*** SOURCE DATA ***

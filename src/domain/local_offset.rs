/// East-North-Up displacement in meters relative to a [`GeoOrigin`](crate::domain::GeoOrigin).
#[derive(Clone, Copy, Default, Debug, PartialEq)]
pub struct LocalOffset {
    pub east: f64,
    pub north: f64,
    pub up: f64,
}

impl LocalOffset {
    pub fn new(east: f64, north: f64, up: f64) -> Self {
        LocalOffset { east, north, up }
    }

    pub fn horizontal_distance(&self) -> f64 {
        self.east.hypot(self.north)
    }
}
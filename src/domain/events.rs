use crate::domain::device::{Device, DevicePatch};

#[derive(Debug)]
pub enum Event {
    DiscoveredDevices(Vec<Device>),
    UpsertDevice(DevicePatch),
    RemoveDevice(i64),
}
/// sitemap.xml
use crate::context::AppContext;
use axum::{
    extract::State,
    http::header,
    response::IntoResponse,
    routing::get,
    Router,
};
use chrono::{NaiveDate, Utc};

/// (path, changefreq, priority)
const SITEMAP_ENTRIES: &[(&str, &str, f32)] = &[
    ("/", "weekly", 1.0),
    ("/about", "monthly", 0.8),
    ("/pricing", "monthly", 0.9),
    ("/payment", "yearly", 0.5),
    ("/forex", "monthly", 0.7),
    ("/commodities", "monthly", 0.7),
    ("/crypto", "monthly", 0.7),
    ("/loss-recovery", "monthly", 0.9),
    ("/free-trial", "weekly", 0.9),
    ("/blog", "weekly", 0.9),
    ("/blog-post", "daily", 0.7),
];

pub fn routes() -> Router<AppContext> {
    Router::new().route("/sitemap.xml", get(sitemap))
}

async fn sitemap(State(ctx): State<AppContext>) -> impl IntoResponse {
    let xml = build_sitemap(&ctx.config.service.base_url, Utc::now().date_naive());
    ([(header::CONTENT_TYPE, "application/xml")], xml)
}

/// Render the sitemap; every entry shares `last_mod`
pub fn build_sitemap(base_url: &str, last_mod: NaiveDate) -> String {
    let last_mod = last_mod.format("%Y-%m-%d").to_string();

    let mut xml = String::from(
        "<?xml version=\"1.0\" encoding=\"UTF-8\"?>\n\
         <urlset xmlns=\"http://www.sitemaps.org/schemas/sitemap/0.9\">\n",
    );

    for (path, change_freq, priority) in SITEMAP_ENTRIES {
        xml.push_str(&format!(
            "  <url>\n    <loc>{}{}</loc>\n    <lastmod>{}</lastmod>\n    <changefreq>{}</changefreq>\n    <priority>{:.1}</priority>\n  </url>\n",
            base_url, path, last_mod, change_freq, priority
        ));
    }

    xml.push_str("</urlset>");
    xml
}

#[cfg(test)]
mod tests {
    use super::*;
    use crate::site::pages::PAGES;

    #[test]
    fn test_sitemap_lists_every_page() {
        let date = NaiveDate::from_ymd_opt(2024, 5, 1).unwrap();
        let xml = build_sitemap("https://example.test", date);

        assert!(xml.starts_with("<?xml version=\"1.0\" encoding=\"UTF-8\"?>"));
        assert!(xml.contains("<loc>https://example.test/</loc>"));
        for page in PAGES {
            assert!(
                xml.contains(&format!("<loc>https://example.test/{}</loc>", page)),
                "missing {}",
                page
            );
        }
        assert_eq!(xml.matches("<lastmod>2024-05-01</lastmod>").count(), SITEMAP_ENTRIES.len());
        assert!(xml.ends_with("</urlset>"));
    }

    #[test]
    fn test_sitemap_priorities() {
        let date = NaiveDate::from_ymd_opt(2024, 5, 1).unwrap();
        let xml = build_sitemap("https://example.test", date);

        assert!(xml.contains("<priority>1.0</priority>"));
        assert!(xml.contains("<changefreq>daily</changefreq>"));
    }
}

*** End of SOURCE DATA ***

# [WHAT IS BEING ASKED]
Please return the entire listing, unchanged.

# [RESPONSE TO THE EXERCISE]
filename src/domain/local_offset.rs
/// East-North-Up displacement in meters relative to a [`GeoOrigin`](crate::domain::GeoOrigin).
#[derive(Clone, Copy, Default, Debug, PartialEq)]
pub struct LocalOffset {
    pub east: f64,
    pub north: f64,
    pub up: f64,
}

impl LocalOffset {
    pub fn new(east: f64, north: f64, up: f64) -> Self {
        LocalOffset { east, north, up }
    }

    pub fn horizontal_distance(&self) -> f64 {
        self.east.hypot(self.north)
    }
}
filename src/domain/events.rs
use crate::domain::device::{Device, DevicePatch};

#[derive(Debug)]
pub enum Event {
    DiscoveredDevices(Vec<Device>),
    UpsertDevice(DevicePatch),
    RemoveDevice(i64),
}
/// sitemap.xml
use crate::context::AppContext;
use axum::{
    extract::State,
    http::header,
    response::IntoResponse,
    routing::get,
    Router,
};
use chrono::{NaiveDate, Utc};

/// (path, changefreq, priority)
const SITEMAP_ENTRIES: &[(&str, &str, f32)] = &[
    ("/", "weekly", 1.0),
    ("/about", "monthly", 0.8),
    ("/pricing", "monthly", 0.9),
    ("/payment", "yearly", 0.5),
    ("/forex", "monthly", 0.7),
    ("/commodities", "monthly", 0.7),
    ("/crypto", "monthly", 0.7),
    ("/loss-recovery", "monthly", 0.9),
    ("/free-trial", "weekly", 0.9),
    ("/blog", "weekly", 0.9),
    ("/blog-post", "daily", 0.7),
];

pub fn routes() -> Router<AppContext> {
    Router::new().route("/sitemap.xml", get(sitemap))
}

async fn sitemap(State(ctx): State<AppContext>) -> impl IntoResponse {
    let xml = build_sitemap(&ctx.config.service.base_url, Utc::now().date_naive());
    ([(header::CONTENT_TYPE, "application/xml")], xml)
}

/// Render the sitemap; every entry shares `last_mod`
pub fn build_sitemap(base_url: &str, last_mod: NaiveDate) -> String {
    let last_mod = last_mod.format("%Y-%m-%d").to_string();

    let mut xml = String::from(
        "<?xml version=\"1.0\" encoding=\"UTF-8\"?>\n\
         <urlset xmlns=\"http://www.sitemaps.org/schemas/sitemap/0.9\">\n",
    );

    for (path, change_freq, priority) in SITEMAP_ENTRIES {
        xml.push_str(&format!(
            "  <url>\n    <loc>{}{}</loc>\n    <lastmod>{}</lastmod>\n    <changefreq>{}</changefreq>\n    <priority>{:.1}</priority>\n  </url>\n",
            base_url, path, last_mod, change_freq, priority
        ));
    }

    xml.push_str("</urlset>");
    xml
}

#[cfg(test)]
mod tests {
    use super::*;
    use crate::site::pages::PAGES;

    #[test]
    fn test_sitemap_lists_every_page() {
        let date = NaiveDate::from_ymd_opt(2024, 5, 1).unwrap();
        let xml = build_sitemap("https://example.test", date);

        assert!(xml.starts_with("<?xml version=\"1.0\" encoding=\"UTF-8\"?>"));
        assert!(xml.contains("<loc>https://example.test/</loc>"));
        for page in PAGES {
            assert!(
                xml.contains(&format!("<loc>https://example.test/{}</loc>", page)),
                "missing {}",
                page
            );
        }
        assert_eq!(xml.matches("<lastmod>2024-05-01</lastmod>").count(), SITEMAP_ENTRIES.len());
        assert!(xml.ends_with("</urlset>"));
    }

    #[test]
    fn test_sitemap_priorities() {
        let date = NaiveDate::from_ymd_opt(2024, 5, 1).unwrap();
        let xml = build_sitemap("https://example.test", date);

        assert!(xml.contains("<priority>1.0</priority>"));
        assert!(xml.contains("<changefreq>daily</changefreq>"));
    }
}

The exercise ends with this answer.